** Opening STUDY MATERIAL block **

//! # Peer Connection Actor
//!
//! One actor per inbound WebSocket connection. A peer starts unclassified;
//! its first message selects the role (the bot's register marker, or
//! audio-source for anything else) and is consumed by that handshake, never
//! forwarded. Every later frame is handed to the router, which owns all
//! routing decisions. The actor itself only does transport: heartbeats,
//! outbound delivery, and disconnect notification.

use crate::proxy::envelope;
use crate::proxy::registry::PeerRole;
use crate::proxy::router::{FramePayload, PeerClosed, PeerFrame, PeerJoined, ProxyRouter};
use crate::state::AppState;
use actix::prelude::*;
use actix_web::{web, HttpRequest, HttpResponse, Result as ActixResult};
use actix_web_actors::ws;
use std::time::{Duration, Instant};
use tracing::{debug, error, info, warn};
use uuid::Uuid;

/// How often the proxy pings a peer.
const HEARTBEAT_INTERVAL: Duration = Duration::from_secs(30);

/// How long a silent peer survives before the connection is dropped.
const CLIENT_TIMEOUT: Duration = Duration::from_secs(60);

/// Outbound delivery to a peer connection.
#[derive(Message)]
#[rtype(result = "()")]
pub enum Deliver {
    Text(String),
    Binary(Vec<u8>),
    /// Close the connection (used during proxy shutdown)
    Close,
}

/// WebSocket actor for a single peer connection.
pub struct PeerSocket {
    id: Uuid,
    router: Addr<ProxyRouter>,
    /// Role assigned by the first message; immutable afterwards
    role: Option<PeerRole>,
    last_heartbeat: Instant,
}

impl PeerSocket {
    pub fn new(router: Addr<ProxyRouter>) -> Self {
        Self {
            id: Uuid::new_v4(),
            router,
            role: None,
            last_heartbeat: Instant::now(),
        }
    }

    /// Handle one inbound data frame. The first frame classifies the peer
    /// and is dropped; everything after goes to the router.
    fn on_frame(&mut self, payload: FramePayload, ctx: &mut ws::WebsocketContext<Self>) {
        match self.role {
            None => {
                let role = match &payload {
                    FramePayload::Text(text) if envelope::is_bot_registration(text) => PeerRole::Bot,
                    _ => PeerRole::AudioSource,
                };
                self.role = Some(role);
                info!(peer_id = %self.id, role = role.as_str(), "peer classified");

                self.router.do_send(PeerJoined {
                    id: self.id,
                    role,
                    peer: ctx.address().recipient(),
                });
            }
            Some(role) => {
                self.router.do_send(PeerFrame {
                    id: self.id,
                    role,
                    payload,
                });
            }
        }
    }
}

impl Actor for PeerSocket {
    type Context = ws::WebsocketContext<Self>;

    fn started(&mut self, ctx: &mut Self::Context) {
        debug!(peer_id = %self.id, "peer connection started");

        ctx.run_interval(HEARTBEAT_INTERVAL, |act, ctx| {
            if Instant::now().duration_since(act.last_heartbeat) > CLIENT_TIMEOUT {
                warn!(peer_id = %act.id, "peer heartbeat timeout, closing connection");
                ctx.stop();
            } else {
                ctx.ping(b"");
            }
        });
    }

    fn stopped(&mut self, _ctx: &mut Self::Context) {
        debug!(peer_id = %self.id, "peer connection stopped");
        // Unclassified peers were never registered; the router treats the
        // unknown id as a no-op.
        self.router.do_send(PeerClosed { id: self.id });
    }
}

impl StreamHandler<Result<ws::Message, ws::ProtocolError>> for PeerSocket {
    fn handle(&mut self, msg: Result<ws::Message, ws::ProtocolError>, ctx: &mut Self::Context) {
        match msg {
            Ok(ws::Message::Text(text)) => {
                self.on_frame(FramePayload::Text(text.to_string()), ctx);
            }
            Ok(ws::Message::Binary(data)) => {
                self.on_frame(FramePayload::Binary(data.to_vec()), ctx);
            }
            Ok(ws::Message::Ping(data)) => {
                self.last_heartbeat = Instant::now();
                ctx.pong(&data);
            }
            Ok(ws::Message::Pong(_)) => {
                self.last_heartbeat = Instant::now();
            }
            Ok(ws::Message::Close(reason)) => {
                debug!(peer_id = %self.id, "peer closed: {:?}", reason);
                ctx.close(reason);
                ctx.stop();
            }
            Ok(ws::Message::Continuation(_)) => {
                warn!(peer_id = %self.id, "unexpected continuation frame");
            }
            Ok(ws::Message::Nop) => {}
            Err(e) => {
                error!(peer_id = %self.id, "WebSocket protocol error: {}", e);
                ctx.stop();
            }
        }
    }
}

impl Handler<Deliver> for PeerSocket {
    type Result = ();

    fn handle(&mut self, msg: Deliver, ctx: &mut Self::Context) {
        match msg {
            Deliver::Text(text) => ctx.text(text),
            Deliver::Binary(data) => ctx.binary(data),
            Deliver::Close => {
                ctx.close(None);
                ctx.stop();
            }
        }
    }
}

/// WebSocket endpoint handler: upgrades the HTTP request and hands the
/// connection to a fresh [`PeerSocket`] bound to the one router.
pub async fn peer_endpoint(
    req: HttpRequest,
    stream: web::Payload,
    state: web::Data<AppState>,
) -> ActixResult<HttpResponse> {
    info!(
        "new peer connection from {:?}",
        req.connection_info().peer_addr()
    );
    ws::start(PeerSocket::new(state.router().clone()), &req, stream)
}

** Closing STUDY MATERIAL block **
** Opening STUDY MATERIAL block **

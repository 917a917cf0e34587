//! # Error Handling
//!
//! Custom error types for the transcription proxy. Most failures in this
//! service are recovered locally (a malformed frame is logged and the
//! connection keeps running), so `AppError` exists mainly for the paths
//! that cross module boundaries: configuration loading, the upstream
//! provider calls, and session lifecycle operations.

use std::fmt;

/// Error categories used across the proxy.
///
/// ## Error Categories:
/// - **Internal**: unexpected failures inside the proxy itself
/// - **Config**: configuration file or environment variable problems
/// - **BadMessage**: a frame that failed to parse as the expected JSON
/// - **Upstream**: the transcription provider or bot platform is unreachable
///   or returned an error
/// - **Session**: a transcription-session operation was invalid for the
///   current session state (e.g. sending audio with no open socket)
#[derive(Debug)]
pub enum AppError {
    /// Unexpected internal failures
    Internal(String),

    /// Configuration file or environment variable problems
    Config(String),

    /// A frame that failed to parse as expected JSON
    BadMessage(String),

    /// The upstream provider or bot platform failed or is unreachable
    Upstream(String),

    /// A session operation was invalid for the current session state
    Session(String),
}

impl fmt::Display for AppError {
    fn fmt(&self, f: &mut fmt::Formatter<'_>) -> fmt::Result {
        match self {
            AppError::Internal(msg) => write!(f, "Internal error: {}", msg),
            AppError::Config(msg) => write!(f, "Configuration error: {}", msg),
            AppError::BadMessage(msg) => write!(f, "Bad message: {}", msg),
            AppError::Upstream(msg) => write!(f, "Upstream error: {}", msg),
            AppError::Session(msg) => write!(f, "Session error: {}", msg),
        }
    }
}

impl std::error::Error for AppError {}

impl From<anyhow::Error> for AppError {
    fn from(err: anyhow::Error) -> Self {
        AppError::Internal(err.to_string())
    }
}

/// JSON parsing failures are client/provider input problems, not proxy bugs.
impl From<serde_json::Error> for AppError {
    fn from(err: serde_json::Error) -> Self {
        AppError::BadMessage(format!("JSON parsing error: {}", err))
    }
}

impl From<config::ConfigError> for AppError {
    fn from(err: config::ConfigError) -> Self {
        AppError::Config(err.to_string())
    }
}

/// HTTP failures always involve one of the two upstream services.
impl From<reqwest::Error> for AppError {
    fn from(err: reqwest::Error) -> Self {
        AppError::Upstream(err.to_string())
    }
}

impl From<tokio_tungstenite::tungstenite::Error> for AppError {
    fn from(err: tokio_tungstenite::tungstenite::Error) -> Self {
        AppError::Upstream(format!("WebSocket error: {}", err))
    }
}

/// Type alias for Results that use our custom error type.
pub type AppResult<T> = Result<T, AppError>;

** Closing STUDY MATERIAL block **
** Opening STUDY MATERIAL block **

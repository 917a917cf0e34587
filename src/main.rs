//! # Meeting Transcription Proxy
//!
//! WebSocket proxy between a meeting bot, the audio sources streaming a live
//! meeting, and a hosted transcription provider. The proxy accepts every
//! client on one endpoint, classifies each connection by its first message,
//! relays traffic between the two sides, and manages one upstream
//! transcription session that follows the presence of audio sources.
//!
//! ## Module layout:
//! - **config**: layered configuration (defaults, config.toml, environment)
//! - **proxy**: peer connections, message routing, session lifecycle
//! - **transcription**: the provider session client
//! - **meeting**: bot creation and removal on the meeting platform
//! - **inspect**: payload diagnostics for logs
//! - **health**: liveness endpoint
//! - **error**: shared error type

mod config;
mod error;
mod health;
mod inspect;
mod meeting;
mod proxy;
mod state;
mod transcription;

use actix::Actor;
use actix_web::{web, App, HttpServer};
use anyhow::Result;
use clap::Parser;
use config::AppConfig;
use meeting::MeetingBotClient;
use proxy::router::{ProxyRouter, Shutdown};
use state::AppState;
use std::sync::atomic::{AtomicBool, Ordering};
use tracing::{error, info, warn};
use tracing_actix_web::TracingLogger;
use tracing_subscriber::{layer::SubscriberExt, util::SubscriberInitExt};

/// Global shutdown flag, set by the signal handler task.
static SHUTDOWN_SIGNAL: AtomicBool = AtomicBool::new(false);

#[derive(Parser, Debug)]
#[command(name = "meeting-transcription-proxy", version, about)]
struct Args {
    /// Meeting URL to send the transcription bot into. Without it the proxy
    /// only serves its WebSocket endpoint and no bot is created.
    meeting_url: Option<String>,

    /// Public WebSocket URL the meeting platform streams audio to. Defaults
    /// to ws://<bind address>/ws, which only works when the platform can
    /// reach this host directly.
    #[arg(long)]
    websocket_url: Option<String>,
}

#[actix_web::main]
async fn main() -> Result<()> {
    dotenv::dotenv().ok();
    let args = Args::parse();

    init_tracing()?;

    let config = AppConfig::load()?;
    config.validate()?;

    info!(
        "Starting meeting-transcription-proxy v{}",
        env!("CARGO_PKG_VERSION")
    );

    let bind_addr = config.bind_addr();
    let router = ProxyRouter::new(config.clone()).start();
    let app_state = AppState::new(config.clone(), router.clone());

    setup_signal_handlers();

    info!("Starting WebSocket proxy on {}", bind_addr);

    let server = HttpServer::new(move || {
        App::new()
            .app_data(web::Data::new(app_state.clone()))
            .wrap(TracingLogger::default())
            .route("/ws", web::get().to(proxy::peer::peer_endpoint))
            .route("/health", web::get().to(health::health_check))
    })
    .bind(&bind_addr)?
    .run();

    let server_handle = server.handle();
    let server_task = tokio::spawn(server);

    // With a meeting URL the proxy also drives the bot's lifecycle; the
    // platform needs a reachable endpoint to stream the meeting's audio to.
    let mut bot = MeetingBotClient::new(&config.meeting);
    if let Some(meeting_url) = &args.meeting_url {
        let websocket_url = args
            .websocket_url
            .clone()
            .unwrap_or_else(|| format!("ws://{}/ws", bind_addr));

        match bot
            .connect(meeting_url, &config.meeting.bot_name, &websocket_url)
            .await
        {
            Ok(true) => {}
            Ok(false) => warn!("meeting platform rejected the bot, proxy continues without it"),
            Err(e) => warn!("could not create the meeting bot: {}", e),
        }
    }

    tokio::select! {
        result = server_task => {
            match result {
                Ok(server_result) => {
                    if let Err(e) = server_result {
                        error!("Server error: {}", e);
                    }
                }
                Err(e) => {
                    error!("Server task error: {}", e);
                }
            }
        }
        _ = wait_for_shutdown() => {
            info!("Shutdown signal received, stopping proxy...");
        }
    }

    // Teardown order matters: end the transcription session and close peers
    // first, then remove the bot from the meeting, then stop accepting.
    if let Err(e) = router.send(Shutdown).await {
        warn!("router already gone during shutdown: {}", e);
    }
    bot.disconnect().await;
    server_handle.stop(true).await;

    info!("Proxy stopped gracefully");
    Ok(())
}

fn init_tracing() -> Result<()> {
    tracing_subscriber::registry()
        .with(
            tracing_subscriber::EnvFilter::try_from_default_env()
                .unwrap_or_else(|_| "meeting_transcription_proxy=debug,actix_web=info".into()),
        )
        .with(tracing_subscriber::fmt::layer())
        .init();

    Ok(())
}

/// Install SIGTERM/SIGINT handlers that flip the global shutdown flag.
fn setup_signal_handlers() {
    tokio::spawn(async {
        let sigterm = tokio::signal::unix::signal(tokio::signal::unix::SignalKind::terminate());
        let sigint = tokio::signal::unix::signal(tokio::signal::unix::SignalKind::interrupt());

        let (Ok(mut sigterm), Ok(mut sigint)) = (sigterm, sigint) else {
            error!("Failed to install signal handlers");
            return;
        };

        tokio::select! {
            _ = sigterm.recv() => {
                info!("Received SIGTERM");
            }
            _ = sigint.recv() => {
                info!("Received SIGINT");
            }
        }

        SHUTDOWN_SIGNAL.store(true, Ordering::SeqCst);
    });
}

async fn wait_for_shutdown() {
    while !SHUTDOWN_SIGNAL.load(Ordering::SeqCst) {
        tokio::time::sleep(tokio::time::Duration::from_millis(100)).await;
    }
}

** Closing STUDY MATERIAL block **

*WHAT THE TASK ASKS*. Your task is to retype the entries verbatim, starting with the line that holds "Peer Connection Actor" and stopping after the line that holds "message; immutable afterwards".

*SOLUTION TO THIS PROBLEM*.
//! # Peer Connection Actor
//!
//! One actor per inbound WebSocket connection. A peer starts unclassified;
//! its first message selects the role (the bot's register marker, or
//! audio-source for anything else) and is consumed by that handshake, never
//! forwarded. Every later frame is handed to the router, which owns all
//! routing decisions. The actor itself only does transport: heartbeats,
//! outbound delivery, and disconnect notification.

use crate::proxy::envelope;
use crate::proxy::registry::PeerRole;
use crate::proxy::router::{FramePayload, PeerClosed, PeerFrame, PeerJoined, ProxyRouter};
use crate::state::AppState;
use actix::prelude::*;
use actix_web::{web, HttpRequest, HttpResponse, Result as ActixResult};
use actix_web_actors::ws;
use std::time::{Duration, Instant};
use tracing::{debug, error, info, warn};
use uuid::Uuid;

/// How often the proxy pings a peer.
const HEARTBEAT_INTERVAL: Duration = Duration::from_secs(30);

/// How long a silent peer survives before the connection is dropped.
const CLIENT_TIMEOUT: Duration = Duration::from_secs(60);

/// Outbound delivery to a peer connection.
#[derive(Message)]
#[rtype(result = "()")]
pub enum Deliver {
    Text(String),
    Binary(Vec<u8>),
    /// Close the connection (used during proxy shutdown)
    Close,
}

/// WebSocket actor for a single peer connection.
pub struct PeerSocket {
    id: Uuid,
    router: Addr<ProxyRouter>,
    /// Role assigned by the first message; immutable afterwards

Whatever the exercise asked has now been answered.